The first words Gideon could find were the ones closest to his heart. “I ain’t never had a need urgent enough to think about leaving Star,” he said, harder than he’d intended. “She’s my horse.”
Jed drew a deep breath and nodded before he ducked his head back under the towel, rubbing the ropes of his hair in it. Freed to look, Gideon eyed the trim waist and narrow hips, the trim curve of his ass and the way the skin folded as Jed bent forward to dry his hair. “Tomorrow, I will get my pack,” he said, his voice muffled under the damp cloth. “Then we can leave.”
Gideon watched as Jed draped the towel over the back of a wooden chair, then ran his fingers through his hair, combing it out as best he could. That had him arching back, his chest thrust out. Gideon turned his head away… for all of two seconds. It was hard not to appreciate the long black strands that seemed to flow between his slender fingers. In the soft light of the room’s lamps, it gleamed, dark, blending into the shadows around Jed but shining where it caught the light.

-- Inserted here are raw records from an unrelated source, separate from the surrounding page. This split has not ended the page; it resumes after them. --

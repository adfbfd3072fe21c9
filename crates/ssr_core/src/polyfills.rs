//! Pure polyfill generation for the server bundle.
//!
//! The bundle runs on a bare `deno_core` runtime, so the few Web and Node APIs
//! it relies on are provided here as plain JavaScript.

use crate::error::{Result, SsrCoreError};

/// Generate the prelude evaluated before the server bundle.
///
/// The context is injected by double-encoding it: a JSON string containing
/// JSON, handed to `JSON.parse`, so it can never be evaluated as code.
pub fn generate_polyfills(context_json: &str, node_env: &str) -> Result<String> {
    let context_json_escaped = serde_json::to_string(context_json)
        .map_err(|e| SsrCoreError::Serialization(e.to_string()))?;

    let node_env_escaped = node_env.replace('\\', "\\\\").replace('\'', "\\'");

    Ok(format!(
        r#"
// Render context - safely injected by Rust
globalThis.__STRATA_SSR_CONTEXT__ = JSON.parse({context_json_escaped});

globalThis.process = {{
    env: {{ NODE_ENV: '{node_env_escaped}' }},
    nextTick: (fn) => queueMicrotask(fn),
}};

{RESULT_HELPER}
{CONSOLE_POLYFILL}
{PERFORMANCE_POLYFILL}
{TEXT_ENCODER_POLYFILL}
"#
    ))
}

const RESULT_HELPER: &str = r#"
// Report the render output back to Rust
globalThis.__strataSetResult = (output) => Deno.core.ops.op_set_result(JSON.stringify(output));
"#;

const CONSOLE_POLYFILL: &str = r#"
// Console polyfill - forward JS logs to Rust stdout
const __fmt = (args) => args.map(a => typeof a === 'object' ? JSON.stringify(a) : String(a)).join(' ');
globalThis.console = {
    log: (...args) => Deno.core.print('[JS] ' + __fmt(args) + '\n', false),
    info: (...args) => Deno.core.print('[JS] ' + __fmt(args) + '\n', false),
    warn: (...args) => Deno.core.print('[JS WARN] ' + __fmt(args) + '\n', false),
    error: (...args) => Deno.core.print('[JS ERROR] ' + __fmt(args) + '\n', true),
    debug: () => {},
};
"#;

const PERFORMANCE_POLYFILL: &str = r#"
const performanceStart = Date.now();
globalThis.performance = { now: () => Date.now() - performanceStart };
"#;

const TEXT_ENCODER_POLYFILL: &str = r#"
class TextEncoderPolyfill {
    encode(str) {
        const utf8 = unescape(encodeURIComponent(str));
        const result = new Uint8Array(utf8.length);
        for (let i = 0; i < utf8.length; i++) result[i] = utf8.charCodeAt(i);
        return result;
    }
}
globalThis.TextEncoder = TextEncoderPolyfill;

class TextDecoderPolyfill {
    constructor(label = 'utf-8') { this.encoding = label.toLowerCase(); }
    decode(input) {
        if (!input) return '';
        const bytes = input instanceof Uint8Array ? input : new Uint8Array(input);
        let result = '';
        for (let i = 0; i < bytes.length; i++) result += String.fromCharCode(bytes[i]);
        return decodeURIComponent(escape(result));
    }
}
globalThis.TextDecoder = TextDecoderPolyfill;
"#;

Lila’s hair was long, but not as long as Jed’s, nor was it as thick or as black or as—
He ducked his head, taking a deep breath and staving off the comparison. He scrubbed his fingers through his own hair, but it was more to clear his head than to do any cleaning.
He sat down on the far side of the bed, toeing off his boots. They’d been sharing the bed since Jed’s fever had broken. It was big enough, and he was paying for the damned thing, anyway. Tomorrow? Damned Indian was foolish, crazy, maybe. Just what he needed.

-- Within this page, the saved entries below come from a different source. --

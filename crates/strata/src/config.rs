use std::{env, path::PathBuf, time::Duration};

use serde_json::{Map, Value};
use strata_core::{AppConfig, RuntimeConfig};
use strata_ssr::DEFAULT_RENDER_TIMEOUT_MS;

/// Application configuration loaded from environment variables.
#[derive(Debug, Clone)]
pub struct Config {
    /// Serve the client shell for every request (default: false)
    pub no_ssr: bool,
    /// Client build manifest (default: ".output/client.manifest.json")
    pub manifest_path: PathBuf,
    /// Server bundle executed by the engine pool (default: ".output/server.js")
    pub server_bundle: PathBuf,
    /// Directory holding built client assets (default: ".output/public")
    pub public_dir: PathBuf,
    pub app: AppConfig,
    /// Public runtime config shipped to the client (default: {})
    pub public_config: Map<String, Value>,
    /// Engine worker threads (default: available parallelism)
    pub ssr_workers: usize,
    /// Engine render timeout in milliseconds (default: 10,000)
    pub ssr_timeout_ms: u64,
    /// NODE_ENV exposed to the server bundle (default: "production")
    pub node_env: String,
}

impl Config {
    /// Load configuration from environment variables.
    ///
    /// Environment variables:
    /// - `STRATA_NO_SSR` - Any non-empty value other than `0`/`false` disables SSR
    /// - `STRATA_MANIFEST_PATH` - Client manifest path
    /// - `STRATA_SERVER_BUNDLE` - Server bundle path
    /// - `STRATA_PUBLIC_DIR` - Client assets directory
    /// - `STRATA_BASE_URL` - Application base url (default: "/")
    /// - `STRATA_BUILD_ASSETS_DIR` - Assets directory under the base url (default: "/_strata/")
    /// - `STRATA_CDN_URL` - CDN origin for assets (default: none)
    /// - `STRATA_PUBLIC_CONFIG` - JSON object merged into the public runtime config
    /// - `SSR_WORKERS` - Engine worker count
    /// - `SSR_TIMEOUT_MS` - Engine render timeout
    /// - `NODE_ENV` - Environment name for the server bundle
    pub fn from_env() -> Self {
        let defaults = AppConfig::default();
        Self {
            no_ssr: env::var("STRATA_NO_SSR")
                .map(|v| is_truthy(&v))
                .unwrap_or(false),
            manifest_path: env::var("STRATA_MANIFEST_PATH")
                .unwrap_or_else(|_| ".output/client.manifest.json".to_string())
                .into(),
            server_bundle: env::var("STRATA_SERVER_BUNDLE")
                .unwrap_or_else(|_| ".output/server.js".to_string())
                .into(),
            public_dir: env::var("STRATA_PUBLIC_DIR")
                .unwrap_or_else(|_| ".output/public".to_string())
                .into(),
            app: AppConfig {
                base_url: env::var("STRATA_BASE_URL").unwrap_or(defaults.base_url),
                build_assets_dir: env::var("STRATA_BUILD_ASSETS_DIR")
                    .unwrap_or(defaults.build_assets_dir),
                cdn_url: env::var("STRATA_CDN_URL").unwrap_or(defaults.cdn_url),
            },
            public_config: env::var("STRATA_PUBLIC_CONFIG")
                .ok()
                .and_then(|v| serde_json::from_str(&v).ok())
                .unwrap_or_default(),
            ssr_workers: env::var("SSR_WORKERS")
                .ok()
                .and_then(|v| v.parse().ok())
                .unwrap_or_else(|| {
                    std::thread::available_parallelism()
                        .map(|p| p.get())
                        .unwrap_or(4)
                }),
            ssr_timeout_ms: env::var("SSR_TIMEOUT_MS")
                .ok()
                .and_then(|v| v.parse().ok())
                .unwrap_or(DEFAULT_RENDER_TIMEOUT_MS),
            node_env: env::var("NODE_ENV").unwrap_or_else(|_| "production".to_string()),
        }
    }

    /// Snapshot handed to every render.
    pub fn runtime_config(&self) -> RuntimeConfig {
        RuntimeConfig {
            app: self.app.clone(),
            public: self.public_config.clone(),
            private: Map::new(),
        }
    }

    /// Directory the client assets are served from, relative to `public_dir`.
    pub fn assets_dir(&self) -> PathBuf {
        self.public_dir
            .join(self.app.build_assets_dir.trim_matches('/'))
    }

    /// Upper bound for one request: a page render plus its error-page render.
    pub fn request_timeout(&self) -> Duration {
        Duration::from_millis(self.ssr_timeout_ms.saturating_mul(2))
    }
}

impl Default for Config {
    fn default() -> Self {
        Self::from_env()
    }
}

fn is_truthy(value: &str) -> bool {
    !matches!(value.trim(), "" | "0" | "false")
}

But the next morning, Jed was up and gone before Gideon opened his eyes. At first he thought the Indian had run out on him. That was a shock. That after all he’d done, Jed would run off without a word.
But as he dressed and packed up his things, he settled on anger. He’d done all of this, and now he’d been left to get himself out of it. He could do it, no problem, but it vexed him that he’d have to. There would be someone headed to California soon enough, someone needing to get there before winter started setting in. He just had to get the word out that he wanted to go—at the liveries and at the restaurants and saloons, here with Miz Howard’s girls; travelers moving West always liked to relieve an itch when they had the chance.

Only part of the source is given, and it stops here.